Input records:

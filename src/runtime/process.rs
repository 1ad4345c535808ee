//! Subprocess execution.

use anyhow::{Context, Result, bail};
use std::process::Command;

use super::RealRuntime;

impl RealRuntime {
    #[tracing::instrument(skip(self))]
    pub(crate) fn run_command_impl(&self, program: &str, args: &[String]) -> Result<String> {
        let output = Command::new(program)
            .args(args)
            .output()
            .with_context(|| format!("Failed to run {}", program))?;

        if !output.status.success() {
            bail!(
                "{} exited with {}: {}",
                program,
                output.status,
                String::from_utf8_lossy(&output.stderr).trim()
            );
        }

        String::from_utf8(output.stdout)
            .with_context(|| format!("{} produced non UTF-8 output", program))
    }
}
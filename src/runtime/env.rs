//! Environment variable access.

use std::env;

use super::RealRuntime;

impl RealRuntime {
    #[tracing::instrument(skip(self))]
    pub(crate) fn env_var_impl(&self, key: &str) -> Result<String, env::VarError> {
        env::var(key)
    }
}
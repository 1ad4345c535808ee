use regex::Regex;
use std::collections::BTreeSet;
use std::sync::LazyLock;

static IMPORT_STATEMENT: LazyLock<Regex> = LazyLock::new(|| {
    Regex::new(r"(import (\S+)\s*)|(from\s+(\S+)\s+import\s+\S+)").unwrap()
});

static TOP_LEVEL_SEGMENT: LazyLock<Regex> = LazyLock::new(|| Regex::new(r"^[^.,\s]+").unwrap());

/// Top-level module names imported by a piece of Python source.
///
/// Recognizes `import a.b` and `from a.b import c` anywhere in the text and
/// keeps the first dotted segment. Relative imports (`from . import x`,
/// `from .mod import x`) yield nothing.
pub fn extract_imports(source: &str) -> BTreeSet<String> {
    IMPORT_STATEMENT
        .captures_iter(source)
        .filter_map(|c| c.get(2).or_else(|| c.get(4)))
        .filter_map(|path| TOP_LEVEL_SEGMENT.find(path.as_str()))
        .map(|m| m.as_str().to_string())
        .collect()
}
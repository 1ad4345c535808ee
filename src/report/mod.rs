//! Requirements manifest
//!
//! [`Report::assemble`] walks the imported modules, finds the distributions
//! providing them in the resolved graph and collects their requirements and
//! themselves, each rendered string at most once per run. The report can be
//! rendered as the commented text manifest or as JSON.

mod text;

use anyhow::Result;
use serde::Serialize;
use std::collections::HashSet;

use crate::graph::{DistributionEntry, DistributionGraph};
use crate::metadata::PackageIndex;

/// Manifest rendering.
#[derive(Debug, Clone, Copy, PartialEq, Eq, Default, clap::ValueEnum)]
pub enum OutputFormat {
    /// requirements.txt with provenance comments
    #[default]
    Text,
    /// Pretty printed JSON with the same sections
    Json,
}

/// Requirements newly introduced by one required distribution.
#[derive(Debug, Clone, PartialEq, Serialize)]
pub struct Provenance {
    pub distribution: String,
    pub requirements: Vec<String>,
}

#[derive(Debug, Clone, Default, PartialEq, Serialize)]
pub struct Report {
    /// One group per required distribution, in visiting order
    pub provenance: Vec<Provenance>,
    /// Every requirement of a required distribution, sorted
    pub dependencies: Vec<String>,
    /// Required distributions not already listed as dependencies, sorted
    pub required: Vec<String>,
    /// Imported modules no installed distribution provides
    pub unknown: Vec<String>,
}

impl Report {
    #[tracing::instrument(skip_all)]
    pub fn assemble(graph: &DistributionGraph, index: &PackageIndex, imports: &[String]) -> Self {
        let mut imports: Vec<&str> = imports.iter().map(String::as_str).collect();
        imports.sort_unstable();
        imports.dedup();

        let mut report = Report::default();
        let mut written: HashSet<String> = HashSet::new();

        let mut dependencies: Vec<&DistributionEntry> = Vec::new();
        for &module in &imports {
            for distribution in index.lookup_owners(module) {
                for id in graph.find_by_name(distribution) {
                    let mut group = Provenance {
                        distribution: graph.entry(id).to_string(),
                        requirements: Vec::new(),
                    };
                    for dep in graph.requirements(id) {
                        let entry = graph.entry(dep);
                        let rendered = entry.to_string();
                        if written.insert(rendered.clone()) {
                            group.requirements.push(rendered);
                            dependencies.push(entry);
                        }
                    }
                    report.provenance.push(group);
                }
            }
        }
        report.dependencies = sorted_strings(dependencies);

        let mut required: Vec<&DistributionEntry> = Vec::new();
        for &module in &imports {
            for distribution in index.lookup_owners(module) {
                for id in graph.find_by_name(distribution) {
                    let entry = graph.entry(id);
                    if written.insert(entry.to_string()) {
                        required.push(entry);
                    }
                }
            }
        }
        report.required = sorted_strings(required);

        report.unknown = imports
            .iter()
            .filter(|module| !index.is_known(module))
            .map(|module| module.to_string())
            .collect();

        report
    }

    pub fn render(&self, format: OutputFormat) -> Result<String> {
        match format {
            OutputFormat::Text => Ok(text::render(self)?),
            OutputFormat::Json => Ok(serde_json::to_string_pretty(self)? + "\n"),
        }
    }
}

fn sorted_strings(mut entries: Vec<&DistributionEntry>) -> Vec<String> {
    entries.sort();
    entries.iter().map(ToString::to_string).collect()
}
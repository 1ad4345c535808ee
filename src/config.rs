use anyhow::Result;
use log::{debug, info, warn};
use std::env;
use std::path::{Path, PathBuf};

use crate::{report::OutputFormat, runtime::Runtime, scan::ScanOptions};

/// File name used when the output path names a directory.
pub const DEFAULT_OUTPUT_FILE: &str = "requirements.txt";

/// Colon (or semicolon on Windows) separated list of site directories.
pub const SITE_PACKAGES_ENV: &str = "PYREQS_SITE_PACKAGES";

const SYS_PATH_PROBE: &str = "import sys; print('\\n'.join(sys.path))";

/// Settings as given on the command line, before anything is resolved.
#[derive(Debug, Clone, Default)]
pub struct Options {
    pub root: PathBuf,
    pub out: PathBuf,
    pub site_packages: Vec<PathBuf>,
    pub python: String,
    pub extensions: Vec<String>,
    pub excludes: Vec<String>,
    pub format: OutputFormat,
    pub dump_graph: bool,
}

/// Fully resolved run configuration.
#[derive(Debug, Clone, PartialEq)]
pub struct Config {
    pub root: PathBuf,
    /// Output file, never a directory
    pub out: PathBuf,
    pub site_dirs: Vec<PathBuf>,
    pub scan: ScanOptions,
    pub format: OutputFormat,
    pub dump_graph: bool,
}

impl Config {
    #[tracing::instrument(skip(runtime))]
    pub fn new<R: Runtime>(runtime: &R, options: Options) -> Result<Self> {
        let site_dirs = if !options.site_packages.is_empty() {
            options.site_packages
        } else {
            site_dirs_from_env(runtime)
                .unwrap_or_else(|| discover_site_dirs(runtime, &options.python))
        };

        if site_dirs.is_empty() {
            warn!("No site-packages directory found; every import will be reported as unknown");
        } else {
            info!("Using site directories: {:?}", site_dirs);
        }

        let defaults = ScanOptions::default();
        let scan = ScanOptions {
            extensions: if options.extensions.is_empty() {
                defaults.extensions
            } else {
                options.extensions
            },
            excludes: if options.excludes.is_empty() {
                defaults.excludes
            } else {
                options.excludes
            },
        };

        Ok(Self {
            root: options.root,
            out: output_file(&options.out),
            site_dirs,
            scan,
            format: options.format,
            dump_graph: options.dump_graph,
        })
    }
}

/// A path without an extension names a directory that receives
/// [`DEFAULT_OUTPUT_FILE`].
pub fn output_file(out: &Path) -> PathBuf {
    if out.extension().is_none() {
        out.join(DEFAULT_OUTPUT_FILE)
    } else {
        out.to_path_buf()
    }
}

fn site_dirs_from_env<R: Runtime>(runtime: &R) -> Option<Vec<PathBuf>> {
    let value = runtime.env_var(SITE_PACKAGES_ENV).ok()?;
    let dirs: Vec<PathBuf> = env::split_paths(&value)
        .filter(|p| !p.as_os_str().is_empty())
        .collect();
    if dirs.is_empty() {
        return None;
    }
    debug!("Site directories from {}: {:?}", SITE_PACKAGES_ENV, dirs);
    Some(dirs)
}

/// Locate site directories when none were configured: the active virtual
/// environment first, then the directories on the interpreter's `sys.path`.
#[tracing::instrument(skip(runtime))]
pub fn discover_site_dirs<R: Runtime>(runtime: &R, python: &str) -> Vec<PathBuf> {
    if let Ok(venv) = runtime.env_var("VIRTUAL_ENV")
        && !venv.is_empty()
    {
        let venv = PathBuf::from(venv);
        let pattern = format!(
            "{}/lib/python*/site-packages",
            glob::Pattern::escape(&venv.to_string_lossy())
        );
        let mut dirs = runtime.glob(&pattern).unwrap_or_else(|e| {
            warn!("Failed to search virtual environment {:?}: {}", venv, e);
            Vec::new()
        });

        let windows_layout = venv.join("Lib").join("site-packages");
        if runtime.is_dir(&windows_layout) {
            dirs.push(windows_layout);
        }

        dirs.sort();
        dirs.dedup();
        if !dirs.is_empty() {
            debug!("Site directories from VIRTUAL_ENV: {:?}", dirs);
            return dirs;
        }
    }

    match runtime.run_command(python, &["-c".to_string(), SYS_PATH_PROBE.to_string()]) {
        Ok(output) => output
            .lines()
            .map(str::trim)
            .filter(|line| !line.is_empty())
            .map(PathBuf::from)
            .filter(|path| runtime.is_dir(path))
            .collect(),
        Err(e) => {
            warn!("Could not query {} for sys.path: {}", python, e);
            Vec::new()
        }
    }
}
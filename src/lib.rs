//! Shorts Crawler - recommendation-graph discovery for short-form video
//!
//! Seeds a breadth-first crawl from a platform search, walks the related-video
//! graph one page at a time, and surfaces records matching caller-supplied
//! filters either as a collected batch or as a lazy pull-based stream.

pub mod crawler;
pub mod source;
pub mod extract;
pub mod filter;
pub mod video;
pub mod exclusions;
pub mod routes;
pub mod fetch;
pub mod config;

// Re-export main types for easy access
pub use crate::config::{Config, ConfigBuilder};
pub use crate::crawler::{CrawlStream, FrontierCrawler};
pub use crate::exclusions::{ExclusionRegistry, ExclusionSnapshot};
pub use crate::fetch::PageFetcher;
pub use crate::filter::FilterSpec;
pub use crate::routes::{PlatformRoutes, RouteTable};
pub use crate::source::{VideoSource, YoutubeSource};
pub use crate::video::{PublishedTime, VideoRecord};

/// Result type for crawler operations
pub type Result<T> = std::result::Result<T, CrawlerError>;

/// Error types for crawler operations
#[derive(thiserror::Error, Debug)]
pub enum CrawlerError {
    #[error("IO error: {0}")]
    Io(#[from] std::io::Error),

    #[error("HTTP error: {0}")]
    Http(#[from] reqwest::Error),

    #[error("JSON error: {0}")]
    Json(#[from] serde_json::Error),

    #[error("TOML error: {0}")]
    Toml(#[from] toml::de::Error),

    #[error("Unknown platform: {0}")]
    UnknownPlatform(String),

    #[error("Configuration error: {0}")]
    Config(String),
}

Task description: The job is to copy each line from the material above that holds the word "entries".

Finished exercise:
fn sorted_strings(mut entries: Vec<&DistributionEntry>) -> Vec<String> {
    entries.sort();
    entries.iter().map(ToString::to_string).collect()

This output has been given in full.